Developing a Prognostic Stratification Model Based on Glutathione Metabolism in Thyroid Cancer and Validating RRM2's Tumor-Promoting Role

Glutathione (GSH), the most abundant antioxidant in cells, acts as free radical scavenger and detoxifying agent. Elevation of GSH metabolism protects tumor from damage of oxidant and even promotes tumor progression. However, the clinical value of GSH metabolism in thyroid cancer (THCA) remained largely unknown. Collecting large THCA cohort from The Cancer Genome Atlas (TCGA) database, we systematically analyzed molecular characteristics of 24 GSH metabolism-related enzymes. GSH metabolism related enzymes including RRM2 and IDH2 were upregulated in tumor samples and negatively correlated with disease free survival (DFS). To expand the application of the GSH metabolism related enzymes in prognostic prediction, we for the first time built a risk stratification model based on the GSH metabolism related enzymes via LASSO Cox regression algorithm and validated its prediction performance. Patients were categorized into high- and low-risk groups according to the median of risk score. As supposed, high-risk patients suffered from dismal DFS. The key molecule in this process, RRM2, was screened by correlation analysis,and it was experimentally confirmed that the abnormally high expression of RRM2, which acts as a pro-carcinogenic molecule, enhances the proliferation, invasion, and migration of THCA cells in vitro and in vivo.

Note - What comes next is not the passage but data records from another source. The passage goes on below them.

// =============================================================================
// Central Application State — Meridian Trading Assistant
// =============================================================================
//
// The process-wide dependency bundle shared by every session: configuration,
// the broker gateway, the alert notifier, the chat collaborator and the
// message store. Per-session state (registry, outbound queue) lives with the
// session, not here — one session crashing never touches another.
// =============================================================================

use std::sync::Arc;

use crate::broker::client::BrokerClient;
use crate::chat::ChatBackend;
use crate::config::EngineConfig;
use crate::notify::Notifier;
use crate::store::MessageStore;

pub struct AppState {
    pub config: EngineConfig,
    pub broker: Arc<BrokerClient>,
    pub notifier: Arc<Notifier>,
    pub chat: Arc<ChatBackend>,
    pub store: Arc<MessageStore>,
}

impl AppState {
    /// Wire up every shared collaborator from the configuration.
    pub fn new(config: EngineConfig) -> Self {
        let broker = Arc::new(BrokerClient::new(
            config.broker_base_url.clone(),
            config.broker_api_key.clone(),
            config.strategy_tag.clone(),
        ));
        let notifier = Arc::new(Notifier::new(
            config.mail_webhook_url.clone(),
            config.alert_recipient.clone(),
        ));
        let chat = Arc::new(ChatBackend::new(config.chat_proxy_url.clone()));
        let store = Arc::new(MessageStore::new());

        Self {
            config,
            broker,
            notifier,
            chat,
            store,
        }
    }
}
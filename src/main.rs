// =============================================================================
// Meridian Trading Assistant — Main Entry Point
// =============================================================================
//
// Per-user sessions connect over WebSocket and drive the conditional
// auto-order engine with slash-commands. Monitors are in-memory and live
// only as long as their session.
// =============================================================================

use std::sync::Arc;

use tracing::{info, warn};
use tracing_subscriber::EnvFilter;

use meridian_bot::api;
use meridian_bot::app_state::AppState;
use meridian_bot::config::EngineConfig;

#[tokio::main]
async fn main() -> anyhow::Result<()> {
    // ── 1. Environment & logging ─────────────────────────────────────────
    let _ = dotenv::dotenv();

    tracing_subscriber::fmt()
        .with_env_filter(
            EnvFilter::try_from_default_env().unwrap_or_else(|_| EnvFilter::new("info")),
        )
        .init();

    info!("╔══════════════════════════════════════════════════════════╗");
    info!("║        Meridian Trading Assistant — Starting Up          ║");
    info!("╚══════════════════════════════════════════════════════════╝");

    let config = EngineConfig::from_env();

    if config.broker_api_key.is_empty() {
        warn!("MERIDIAN_BROKER_API_KEY is not set — broker calls will be rejected upstream");
    }
    if config.session_tokens.is_empty() {
        warn!("MERIDIAN_SESSION_TOKENS is empty — every session will be rejected");
    }
    if config.mail_webhook_url.is_none() {
        warn!("MERIDIAN_MAIL_WEBHOOK is not set — alerts will be logged only");
    }

    // ── 2. Shared state ──────────────────────────────────────────────────
    let state = Arc::new(AppState::new(config));

    // ── 3. Session server ────────────────────────────────────────────────
    let bind_addr = state.config.bind_addr.clone();
    let listener = tokio::net::TcpListener::bind(&bind_addr).await?;
    info!(addr = %bind_addr, "session server listening");

    let app = api::rest::router(state);
    tokio::spawn(async move {
        axum::serve(listener, app)
            .await
            .expect("session server failed");
    });

    // ── 4. Graceful shutdown ─────────────────────────────────────────────
    tokio::signal::ctrl_c().await?;
    warn!("shutdown signal received — stopping");
    info!("Meridian shut down complete.");
    Ok(())
}
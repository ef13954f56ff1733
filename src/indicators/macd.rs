// =============================================================================
// Moving Average Convergence Divergence (MACD)
// =============================================================================
//
// Fixed 12/26/9 parameterisation. The line is EMA12 - EMA26; the signal
// period (9) names the conventional parameter set, only the line is exposed.
// =============================================================================

use crate::indicators::ema::calculate_ema;

/// Fast EMA period of the fixed parameter set.
pub const FAST_PERIOD: usize = 12;
/// Slow EMA period — also the data precondition for the indicator.
pub const SLOW_PERIOD: usize = 26;
/// Signal EMA period of the conventional 12/26/9 set.
pub const SIGNAL_PERIOD: usize = 9;

/// Compute the MACD line series (EMA12 - EMA26), one value per close
/// starting at index `SLOW_PERIOD - 1`.
pub fn calculate_macd_line(closes: &[f64]) -> Vec<f64> {
    let fast = calculate_ema(closes, FAST_PERIOD);
    let slow = calculate_ema(closes, SLOW_PERIOD);
    if slow.is_empty() {
        return Vec::new();
    }

    // fast[i] sits at close index FAST_PERIOD - 1 + i; align on the slow series.
    let offset = SLOW_PERIOD - FAST_PERIOD;
    slow.iter()
        .enumerate()
        .filter_map(|(i, s)| fast.get(i + offset).map(|f| f - s))
        .collect()
}

/// Most recent MACD line value, if the series is long enough.
pub fn latest_macd_line(closes: &[f64]) -> Option<f64> {
    calculate_macd_line(closes).last().copied()
}
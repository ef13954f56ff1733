// =============================================================================
// Chat Backend — LLM proxy for non-command messages
// =============================================================================
//
// The language model lives behind an external HTTP proxy. Meridian sends the
// user's message plus recent history and expects `{"reply": "..."}` back.
// Any failure bubbles up to the dispatcher, which answers with the canned
// apology — a chat outage never touches the engine.
// =============================================================================

use anyhow::Context;
use serde_json::json;

use crate::store::StoredMessage;

/// Reply used when the chat collaborator is unavailable or misbehaves.
pub const CANNED_APOLOGY: &str =
    "Sorry, I couldn't process that right now. Please try again in a moment.";

pub struct ChatBackend {
    http: reqwest::Client,
    proxy_url: Option<String>,
}

impl ChatBackend {
    pub fn new(proxy_url: Option<String>) -> Self {
        let http = reqwest::Client::builder()
            .timeout(std::time::Duration::from_secs(30))
            .build()
            .expect("failed to build reqwest client");

        Self { http, proxy_url }
    }

    /// Ask the proxy for a reply to `message` given recent `history`.
    pub async fn reply(&self, message: &str, history: &[StoredMessage]) -> anyhow::Result<String> {
        let url = self
            .proxy_url
            .as_ref()
            .context("chat proxy not configured")?;

        let payload = json!({
            "message": message,
            "history": history,
        });

        let resp = self
            .http
            .post(url)
            .json(&payload)
            .send()
            .await
            .context("chat proxy request failed")?;

        anyhow::ensure!(
            resp.status().is_success(),
            "chat proxy returned {}",
            resp.status()
        );

        let body: serde_json::Value = resp
            .json()
            .await
            .context("chat proxy response was not JSON")?;

        body["reply"]
            .as_str()
            .map(str::to_owned)
            .context("chat proxy response missing 'reply'")
    }
}

impl std::fmt::Debug for ChatBackend {
    fn fmt(&self, f: &mut std::fmt::Formatter<'_>) -> std::fmt::Result {
        f.debug_struct("ChatBackend")
            .field("proxy_url", &self.proxy_url)
            .finish()
    }
}

#[cfg(test)]
mod tests {
    use super::*;

    #[tokio::test]
    async fn unconfigured_backend_errors() {
        let backend = ChatBackend::new(None);
        assert!(backend.reply("hello", &[]).await.is_err());
    }
}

Overall design: To investigate the effect of RRM2 overexpression on the transcriptional level of papillary thyroid cancer cells, mRNA sequencing analysis was performed on wild strain TPC-1 cells and RRM2 overexpression strain (RRM2-OE-TPC-1 cells) in this study. Each cell line was assayed in biological triplicate.Differential expression between two conditions was determined using DESeq2 (v1.20.0). P values were adjusted for multiple testing using the Benjamini–Hochberg procedure to control the false discovery rate (FDR). Genes with an adjusted P = 0.05 were considered significantly differentially expressed.